SydR, a redox-sensing MarR-type regulator of Sinorhizobium meliloti , is crucial for symbiotic infection of Medicago truncatula roots

ABSTRACT Rhizobia associate with legumes and induce the formation of nitrogen-fixing nodules. The regulation of bacterial redox state plays a major role in symbiosis and R eactive O xygen S pecies (ROS) produced by the plant are known to activate signaling pathways. However, only a few redox-sensing transcriptional regulators (TRs) have been characterized in the microsymbiont. Here, we describe SydR, a novel redox-sensing TR of S. meliloti that is essential for the establishment of symbiosis with Medicago truncatula . SydR, a MarR-type TR, represses the expression of the adjacent gene SMa2023 in growing cultures, and this repression is alleviated by NaOCl, tert- butyl, or H 2 O 2 treatment. Gels shift assays strongly suggest that SydR binds to TATCGCGATA motif in the sydR -SMa2023 intergenic region in a redox-dependent manner. Furthermore, site-directed mutagenesis demonstrated that the oxidative inhibition of SydR involves the formation of an intermolecular C16-C16 disulfide bond.
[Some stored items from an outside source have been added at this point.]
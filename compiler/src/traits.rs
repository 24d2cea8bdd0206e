use crate::types::FileSpec;

/// Turns the intermediate model of one file into source text in a single
/// target syntax.
pub trait Renderer {
    /// Replaces `.proto` in the artifact name.
    fn extension(&self) -> &str;

    fn render(&self, file: &FileSpec) -> String;
}
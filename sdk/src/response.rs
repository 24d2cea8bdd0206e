//! Responses written by generated handlers.

use std::fmt::Display;

use axum::body::{Body, Bytes};
use axum::http::{header, HeaderMap, HeaderValue, StatusCode};
use axum::response::{IntoResponse, Response};
use axum::Json;
use serde::{Deserialize, Serialize};

use crate::codec::{JsonMarshaler, JsonMessage};
use crate::error::Error;
use crate::status::Status;
use crate::{BoxError, JSON_CONTENT_TYPE};

pub const PARSE_REQUEST_FAILED: &str = "ParseRequestFailed";
pub const RENDER_RESPONSE_FAILED: &str = "RenderResponseFailed";

/// Largest request body a generated handler reads (10 MiB).
pub const BODY_LIMIT: usize = 10 << 20;

/// JSON body of every failed request.
#[derive(Debug, Clone, PartialEq, Eq, Serialize, Deserialize)]
#[serde(rename_all = "PascalCase")]
pub struct ErrorEnvelope {
    pub reason: String,
    pub code: i32,
    pub detail: String,
    pub status: String,
    pub success: bool,
}

impl From<Status> for ErrorEnvelope {
    fn from(status: Status) -> Self {
        ErrorEnvelope {
            reason: status.id,
            code: status.code,
            detail: status.detail,
            status: status.status,
            success: false,
        }
    }
}

impl IntoResponse for ErrorEnvelope {
    fn into_response(self) -> Response {
        (StatusCode::BAD_REQUEST, Json(self)).into_response()
    }
}

/// Request decoding failed.
pub fn parse_failed(err: impl Display) -> Response {
    tracing::debug!("failed to parse request: {}", err);
    ErrorEnvelope {
        reason: PARSE_REQUEST_FAILED.to_owned(),
        code: i32::from(StatusCode::BAD_REQUEST.as_u16()),
        detail: err.to_string(),
        status: String::new(),
        success: false,
    }
    .into_response()
}

/// The handler returned an error.
pub fn handler_failed(err: BoxError) -> Response {
    ErrorEnvelope::from(Status::from_error(err.as_ref())).into_response()
}

pub fn render_json<M: JsonMessage>(msg: &M, marshaler: &JsonMarshaler) -> Response {
    match msg.to_json(marshaler) {
        Ok(buf) => (
            StatusCode::OK,
            [(header::CONTENT_TYPE, HeaderValue::from_static(JSON_CONTENT_TYPE))],
            buf,
        )
            .into_response(),
        Err(err) => {
            tracing::error!("failed to render response: {}", err);
            let envelope = ErrorEnvelope::from(Status::internal_server_error(RENDER_RESPONSE_FAILED, err.to_string()));
            (StatusCode::INTERNAL_SERVER_ERROR, Json(envelope)).into_response()
        }
    }
}

pub fn no_content() -> Response {
    StatusCode::NO_CONTENT.into_response()
}

/// The request's `Content-Type`, or `""` when absent or not valid text.
pub fn content_type(headers: &HeaderMap) -> &str {
    headers
        .get(header::CONTENT_TYPE)
        .and_then(|value| value.to_str().ok())
        .unwrap_or_default()
}

/// Buffers the request body, failing once it exceeds [`BODY_LIMIT`].
pub async fn read_body(body: Body) -> Result<Bytes, Error> {
    Ok(axum::body::to_bytes(body, BODY_LIMIT).await?)
}
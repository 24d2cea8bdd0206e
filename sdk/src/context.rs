use axum::http::{request::Parts, Extensions, HeaderMap, Method, Uri};

/// Request metadata handed to handler implementations alongside the decoded
/// input message.
#[derive(Debug, Clone, Default)]
pub struct Context {
    pub method: Method,
    pub uri: Uri,
    pub headers: HeaderMap,
    pub extensions: Extensions,
}

impl Context {
    pub fn from_parts(parts: Parts) -> Self {
        Context {
            method: parts.method,
            uri: parts.uri,
            headers: parts.headers,
            extensions: parts.extensions,
        }
    }

    pub fn header(&self, name: &str) -> Option<&str> {
        self.headers.get(name).and_then(|value| value.to_str().ok())
    }

    /// Values inserted by middleware, e.g. an authenticated principal.
    pub fn extension<T: Clone + Send + Sync + 'static>(&self) -> Option<&T> {
        self.extensions.get::<T>()
    }
}

#[cfg(test)]
mod tests {
    use super::*;
    use axum::http::Request;

    #[derive(Debug, Clone, PartialEq)]
    struct UserId(u64);

    #[test]
    fn test_from_parts() {
        let mut request = Request::builder()
            .method("DELETE")
            .uri("/v1/users/7?hard=true")
            .header("x-request-id", "abc")
            .body(())
            .unwrap();
        request.extensions_mut().insert(UserId(7));

        let ctx = Context::from_parts(request.into_parts().0);
        assert_eq!(ctx.method, Method::DELETE);
        assert_eq!(ctx.uri.path(), "/v1/users/7");
        assert_eq!(ctx.header("x-request-id"), Some("abc"));
        assert_eq!(ctx.header("missing"), None);
        assert_eq!(ctx.extension::<UserId>(), Some(&UserId(7)));
    }
}
use std::fmt;

use axum::http::StatusCode;
use serde::{Deserialize, Serialize};

/// Error value handlers return to control the error envelope.
///
/// Any other error is translated with [`Status::from_error`]: its message is
/// parsed as a JSON-encoded `Status`, and when that fails the whole message
/// becomes the detail.
#[derive(Debug, Clone, Default, PartialEq, Eq, Serialize, Deserialize)]
#[serde(default)]
pub struct Status {
    pub id: String,
    pub code: i32,
    pub detail: String,
    pub status: String,
}

impl Status {
    pub fn new(id: impl Into<String>, code: StatusCode, detail: impl Into<String>) -> Self {
        Status {
            id: id.into(),
            code: i32::from(code.as_u16()),
            detail: detail.into(),
            status: code.canonical_reason().unwrap_or_default().to_owned(),
        }
    }

    pub fn bad_request(id: impl Into<String>, detail: impl Into<String>) -> Self {
        Status::new(id, StatusCode::BAD_REQUEST, detail)
    }

    pub fn unauthorized(id: impl Into<String>, detail: impl Into<String>) -> Self {
        Status::new(id, StatusCode::UNAUTHORIZED, detail)
    }

    pub fn forbidden(id: impl Into<String>, detail: impl Into<String>) -> Self {
        Status::new(id, StatusCode::FORBIDDEN, detail)
    }

    pub fn not_found(id: impl Into<String>, detail: impl Into<String>) -> Self {
        Status::new(id, StatusCode::NOT_FOUND, detail)
    }

    pub fn conflict(id: impl Into<String>, detail: impl Into<String>) -> Self {
        Status::new(id, StatusCode::CONFLICT, detail)
    }

    pub fn internal_server_error(id: impl Into<String>, detail: impl Into<String>) -> Self {
        Status::new(id, StatusCode::INTERNAL_SERVER_ERROR, detail)
    }

    pub fn from_error(err: &(dyn std::error::Error + 'static)) -> Status {
        match err.downcast_ref::<Status>() {
            Some(status) => status.clone(),
            None => Status::parse(&err.to_string()),
        }
    }

    pub fn parse(text: &str) -> Status {
        serde_json::from_str(text).unwrap_or_else(|_| Status {
            detail: text.to_owned(),
            ..Status::default()
        })
    }
}

impl fmt::Display for Status {
    fn fmt(&self, f: &mut fmt::Formatter<'_>) -> fmt::Result {
        match serde_json::to_string(self) {
            Ok(json) => f.write_str(&json),
            Err(_) => f.write_str(&self.detail),
        }
    }
}

impl std::error::Error for Status {}

#[cfg(test)]
mod tests {
    use super::*;
    use crate::BoxError;

    #[derive(Debug, thiserror::Error)]
    #[error("{0}")]
    struct Plain(String);

    #[test]
    fn test_constructor_fills_status_text() {
        let status = Status::not_found("user.missing", "no such user");
        assert_eq!(status.code, 404);
        assert_eq!(status.status, "Not Found");
        assert_eq!(status.id, "user.missing");
    }

    #[test]
    fn test_from_error_downcasts() {
        let err: BoxError = Box::new(Status::conflict("dup", "already exists"));
        assert_eq!(Status::from_error(err.as_ref()), Status::conflict("dup", "already exists"));
    }

    #[test]
    fn test_from_error_parses_json_message() {
        let original = Status::forbidden("auth", "nope");
        let err = Plain(original.to_string());
        assert_eq!(Status::from_error(&err), original);
    }

    #[test]
    fn test_from_error_falls_back_to_detail() {
        let status = Status::from_error(&Plain("database is down".to_owned()));
        assert_eq!(status, Status { detail: "database is down".to_owned(), ..Status::default() });
    }

    #[test]
    fn test_parse_partial_json() {
        let status = Status::parse(r#"{"id": "x", "code": 409}"#);
        assert_eq!(status.id, "x");
        assert_eq!(status.code, 409);
        assert!(status.detail.is_empty());
    }
}
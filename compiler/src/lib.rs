//! protoweb-compiler
//!
//! This crate implements:
//!  1) Extraction of one `google.api.http` binding per method (`binding`),
//!  2) The per-file import alias table (`imports`),
//!  3) Rendering of axum routing glue and JSON adapters (`gen_rust`),
//!  4) The protoc plugin driver (`compile_request`, `respond`),
//!  5) Plugin parameters (`Options`) and error types (`GenError`).

pub mod error;
pub mod types;
pub mod utils;
pub mod binding;
pub mod imports;
pub mod options;
pub mod compiler;
pub mod gen_rust;
pub mod traits;

pub use compiler::{build_file_spec, compile_request, generate, generate_file, is_generated, respond, GENERATOR_NAME};
pub use error::GenError;
pub use gen_rust::{compile_file_to_rust, RustRenderer};
pub use imports::ImportResolver;
pub use options::Options;
pub use traits::Renderer;
use thiserror::Error;

#[derive(Debug, Error)]
pub enum Error {
    #[error("failed to read request body: {0}")]
    Body(#[from] axum::Error),

    #[error("{0}")]
    Json(#[from] serde_json::Error),

    #[error("{0}")]
    Decode(#[from] prost::DecodeError),

    #[error("{0}")]
    Form(String),
}
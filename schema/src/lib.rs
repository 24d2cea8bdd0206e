//! The protobuf schema model consumed by the protoweb generator.
//!
//! protoc hands a plugin a `CodeGeneratorRequest` whose files are full
//! `FileDescriptorProto`s. The generator only needs a small slice of that:
//! packages, services, methods with their raw option bytes, and the message
//! tree. [`descriptor`] holds the wire types for that slice and [`model`]
//! resolves them into [`File`]s with type references that know which file
//! and package they came from.
//!
//! ```
//! use protoweb_schema::{descriptor::*, Model};
//!
//! let file = RawFileDescriptor {
//!     name: Some("greeter.proto".to_owned()),
//!     package: Some("helloworld".to_owned()),
//!     message_type: vec![RawMessage { name: Some("HelloRequest".to_owned()), ..Default::default() }],
//!     ..Default::default()
//! };
//! let model = Model::new(vec![file], vec!["greeter.proto".to_owned()]).unwrap();
//! assert_eq!(model.targets().count(), 1);
//! ```

pub mod descriptor;
pub mod error;
pub mod model;

pub use error::SchemaError;
pub use model::*;

/// Full name of the well-known type used as the "no payload" marker.
pub const EMPTY_MARKER: &str = "google.protobuf.Empty";

/// Wrapper well-known types. prost maps these to plain Rust scalars, which
/// carry no message descriptor of their own.
pub const SCALAR_WRAPPERS: [&str; 9] = [
    "google.protobuf.BoolValue",
    "google.protobuf.BytesValue",
    "google.protobuf.DoubleValue",
    "google.protobuf.FloatValue",
    "google.protobuf.Int32Value",
    "google.protobuf.Int64Value",
    "google.protobuf.StringValue",
    "google.protobuf.UInt32Value",
    "google.protobuf.UInt64Value",
];
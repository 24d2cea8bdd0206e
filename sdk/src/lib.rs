//! protoweb
//!
//! Runtime support for the code emitted by `protoc-gen-web`.
//!
//! - `JsonMessage` and the `JsonMarshaler` / `JsonUnmarshaler` configurations
//!   implementing protobuf's canonical JSON mapping
//! - Form decoding with weak, type-coercing field assignment
//! - `Status` error translation and the JSON error envelope
//! - Response helpers and the request `Context` handed to handlers

pub mod codec;
pub mod context;
pub mod error;
pub mod form;
pub mod response;
pub mod status;

#[cfg(test)]
pub(crate) mod testing;

pub use async_trait::async_trait;
pub use axum;
pub use serde;

pub use codec::{marshal_optional, JsonMarshaler, JsonMessage, JsonUnmarshaler};
pub use context::Context;
pub use error::Error;
pub use response::{
    content_type, handler_failed, no_content, parse_failed, read_body, render_json, ErrorEnvelope, BODY_LIMIT,
};
pub use status::Status;

pub const FORM_CONTENT_TYPE: &str = "application/x-www-form-urlencoded";
pub const JSON_CONTENT_TYPE: &str = "application/json";

pub type BoxError = Box<dyn std::error::Error + Send + Sync + 'static>;

/// What a generated handler trait method returns.
pub type HandlerResult = Result<(), BoxError>;
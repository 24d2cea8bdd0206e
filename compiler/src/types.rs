//! The intermediate model handed from extraction/resolution to a renderer.
//! Nothing in here knows about the syntax of the generated code.

use std::fmt;

use serde::Serialize;

#[derive(Debug, Clone, Copy, PartialEq, Eq, Serialize)]
pub enum Verb {
    Get,
    Post,
    Put,
    Patch,
    Delete,
}

impl Verb {
    pub fn as_str(&self) -> &'static str {
        match self {
            Verb::Get    => "GET",
            Verb::Post   => "POST",
            Verb::Put    => "PUT",
            Verb::Patch  => "PATCH",
            Verb::Delete => "DELETE",
        }
    }
}

impl fmt::Display for Verb {
    fn fmt(&self, f: &mut fmt::Formatter<'_>) -> fmt::Result {
        f.write_str(self.as_str())
    }
}

/// One HTTP binding of an RPC method.
#[derive(Debug, Clone, PartialEq, Eq, Serialize)]
pub struct Binding {
    pub verb:    Verb,
    pub pattern: String,
    /// Empty when the body is not consumed, `*` or a field name otherwise.
    pub body:    String,
}

/// A message type as seen from the file being rendered.
#[derive(Debug, Clone, PartialEq, Eq, Serialize)]
pub struct TypeSpec {
    pub full_name: String,
    /// Path prefix when the type lives in another package: an import alias,
    /// or the module root for types declared outside any package.
    pub alias:     Option<String>,
    /// Message names from the package down to the type, outermost first.
    pub path:      Vec<String>,
    /// The type is the "no payload" marker and carries no data.
    pub empty:     bool,
}

#[derive(Debug, Clone, PartialEq, Eq, Serialize)]
pub struct RouteSpec {
    /// RPC name as declared in the schema.
    pub method:           String,
    pub binding:          Binding,
    pub input:            TypeSpec,
    pub output:           TypeSpec,
    pub client_streaming: bool,
}

#[derive(Debug, Clone, PartialEq, Eq, Serialize)]
pub struct ServiceSpec {
    pub name:   String,
    /// Routable methods only, in declaration order.
    pub routes: Vec<RouteSpec>,
}

/// A message that gets a JSON adapter pair.
#[derive(Debug, Clone, PartialEq, Eq, Serialize)]
pub struct AdapterSpec {
    pub full_name: String,
    pub path:      Vec<String>,
}

#[derive(Debug, Clone, PartialEq, Eq, Serialize)]
pub struct Import {
    pub path:  String,
    pub alias: String,
}

#[derive(Debug, Clone, PartialEq, Eq, Serialize)]
pub struct FileSpec {
    /// The `.proto` file this output is generated from.
    pub source:      String,
    pub package:     String,
    /// Identifier-safe stem of the source file.
    pub stem:        String,
    /// Prepended to every route pattern.
    pub path_prefix: String,
    /// Alias table of the file, sorted by path.
    pub imports:     Vec<Import>,
    pub services:    Vec<ServiceSpec>,
    pub adapters:    Vec<AdapterSpec>,
}

/// A rendered output file.
#[derive(Debug, Clone, PartialEq, Eq, Serialize)]
pub struct Artifact {
    pub name:    String,
    pub content: String,
}
//! Extraction of the `google.api.http` binding from method options.

use prost::Message as _;
use protoweb_schema::Method;
use tracing::debug;

use crate::types::{Binding, Verb};

/// Field number of the `google.api.http` extension on `MethodOptions`.
pub const HTTP_EXTENSION: u32 = 72295728;

/// `google.api.HttpRule`, reduced to the parts a binding is built from.
///
/// Upstream the verb fields form a `oneof`; here each one is an independent
/// field so that a rule carrying several of them still decodes and the
/// selection order decides.
#[derive(Clone, PartialEq, ::prost::Message)]
pub struct HttpRule {
    #[prost(string, tag = "1")]
    pub selector: String,
    #[prost(string, tag = "2")]
    pub get: String,
    #[prost(string, tag = "3")]
    pub put: String,
    #[prost(string, tag = "4")]
    pub post: String,
    #[prost(string, tag = "5")]
    pub delete: String,
    #[prost(string, tag = "6")]
    pub patch: String,
    #[prost(string, tag = "7")]
    pub body: String,
}

#[derive(Clone, PartialEq, ::prost::Message)]
struct HttpMethodOptions {
    #[prost(message, optional, tag = "72295728")]
    http: Option<HttpRule>,
}

/// One verb slot of a rule.
#[derive(Debug, Clone, PartialEq, Eq)]
pub enum HttpPattern {
    Get(String),
    Post(String),
    Put(String),
    Patch(String),
    Delete(String),
    None,
}

impl HttpPattern {
    fn slot(pattern: &str, verb: fn(String) -> HttpPattern) -> HttpPattern {
        if pattern.is_empty() {
            HttpPattern::None
        } else {
            verb(pattern.to_string())
        }
    }

    pub fn verb(&self) -> Option<(Verb, &str)> {
        match self {
            HttpPattern::Get(p)    => Some((Verb::Get, p)),
            HttpPattern::Post(p)   => Some((Verb::Post, p)),
            HttpPattern::Put(p)    => Some((Verb::Put, p)),
            HttpPattern::Patch(p)  => Some((Verb::Patch, p)),
            HttpPattern::Delete(p) => Some((Verb::Delete, p)),
            HttpPattern::None      => None,
        }
    }
}

impl HttpRule {
    /// The verb slots in selection order: GET, POST, PUT, PATCH, DELETE.
    pub fn patterns(&self) -> [HttpPattern; 5] {
        [
            HttpPattern::slot(&self.get, HttpPattern::Get),
            HttpPattern::slot(&self.post, HttpPattern::Post),
            HttpPattern::slot(&self.put, HttpPattern::Put),
            HttpPattern::slot(&self.patch, HttpPattern::Patch),
            HttpPattern::slot(&self.delete, HttpPattern::Delete),
        ]
    }

    /// The first populated slot, paired with the rule's body selector.
    pub fn binding(&self) -> Option<Binding> {
        select(&self.patterns()).map(|(verb, pattern)| Binding {
            verb,
            pattern: pattern.to_string(),
            body:    self.body.clone(),
        })
    }
}

pub fn select(patterns: &[HttpPattern]) -> Option<(Verb, &str)> {
    patterns.iter().find_map(HttpPattern::verb)
}

/// Decodes the HTTP rule out of serialized `MethodOptions`.
pub fn decode_rule(options: &[u8]) -> Option<HttpRule> {
    match HttpMethodOptions::decode(options) {
        Ok(opts) => opts.http,
        Err(e) => {
            debug!("Undecodable method options: {}", e);
            None
        }
    }
}

/// The method's binding, or `None` when it is not annotated.
pub fn extract(method: &Method) -> Option<Binding> {
    let binding = decode_rule(&method.options).and_then(|rule| rule.binding());
    if binding.is_none() {
        debug!("Method {} has no HTTP binding", method.name);
    }
    binding
}

#[cfg(test)]
mod tests {
    use super::*;
    use protoweb_schema::TypeRef;

    fn options(rule: HttpRule) -> Vec<u8> {
        HttpMethodOptions { http: Some(rule) }.encode_to_vec()
    }

    fn method(options: Vec<u8>) -> Method {
        let ty = TypeRef {
            full_name: "helloworld.HelloRequest".to_owned(),
            package:   "helloworld".to_owned(),
            file:      "greeter.proto".to_owned(),
            path:      vec!["HelloRequest".to_owned()],
        };
        Method {
            name:             "SayHello".to_owned(),
            input:            ty.clone(),
            output:           ty,
            client_streaming: false,
            server_streaming: false,
            options,
        }
    }

    #[test]
    fn test_single_verb() {
        let rule = HttpRule {
            put: "/v1/things/{id}".to_owned(),
            body: "*".to_owned(),
            ..Default::default()
        };
        let binding = extract(&method(options(rule))).unwrap();
        assert_eq!(binding.verb, Verb::Put);
        assert_eq!(binding.pattern, "/v1/things/{id}");
        assert_eq!(binding.body, "*");
    }

    #[test]
    fn test_no_verb_is_unbound() {
        let rule = HttpRule {
            body: "*".to_owned(),
            ..Default::default()
        };
        assert_eq!(extract(&method(options(rule))), None);
    }

    #[test]
    fn test_missing_extension_is_unbound() {
        assert_eq!(extract(&method(vec![])), None);
    }

    #[test]
    fn test_garbage_is_unbound() {
        assert_eq!(extract(&method(vec![0xff, 0xff, 0xff])), None);
    }

    #[test]
    fn test_get_wins_over_post() {
        let rule = HttpRule {
            get: "/a".to_owned(),
            post: "/b".to_owned(),
            ..Default::default()
        };
        let binding = extract(&method(options(rule))).unwrap();
        assert_eq!(binding.verb, Verb::Get);
        assert_eq!(binding.pattern, "/a");
    }

    #[test]
    fn test_selection_order() {
        let rule = HttpRule {
            put: "/put".to_owned(),
            patch: "/patch".to_owned(),
            delete: "/delete".to_owned(),
            ..Default::default()
        };
        assert_eq!(select(&rule.patterns()), Some((Verb::Put, "/put")));

        let rule = HttpRule {
            patch: "/patch".to_owned(),
            delete: "/delete".to_owned(),
            ..Default::default()
        };
        assert_eq!(select(&rule.patterns()), Some((Verb::Patch, "/patch")));
        assert_eq!(select(&[HttpPattern::None, HttpPattern::None]), None);
    }

    #[test]
    fn test_other_option_fields_are_skipped() {
        // deprecated = true (field 33) ahead of the extension
        let mut buf = vec![0x88, 0x02, 0x01];
        buf.extend(options(HttpRule {
            delete: "/v1/things/{id}".to_owned(),
            ..Default::default()
        }));
        let binding = extract(&method(buf)).unwrap();
        assert_eq!(binding.verb, Verb::Delete);
        assert_eq!(binding.body, "");
    }
}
The inactivation of sydR did not alter the sensitivity of S. meliloti to NaOCl, tert -butyl, or H 2 O 2 , nor did it affect the response to oxidants of the roGFP2-Orp1 redox biosensor expressed within bacteria. However, in planta , Δ sydR mutation impaired the formation of root nodules. Microscopic observations and analyses of marker gene expression showed that the Δ sydR mutant is arrested at an early stage of the bacterial infection process. Altogether, these results demonstrated that SydR is a redox sensing MarR-type TR that plays a key role in the regulation of symbiosis with M. truncatula . IMPORTANCE The nitrogen-fixing symbiosis between rhizobia and legumes has an important ecological role in the nitrogen cycle, contributes to nitrogen enrichment of soils, and can improve plant growth in agriculture. This interaction is initiated in the rhizosphere by a molecular dialog between the two partners, resulting in plant root infection and formation of root nodules, where bacteria reduce the atmospheric nitrogen into ammonium. This symbiosis involves modifications of the bacterial redox state in response to reactive oxygen species produced by the plant partner. Here, we show that SydR, a transcriptional regulator of the Medicago symbiont Sinorhizobium meliloti , acts as a redox-responsive repressor that is crucial for the development of root nodules and contributes to the regulation of bacterial infection in S. meliloti / Medicago truncatula symbiotic interaction.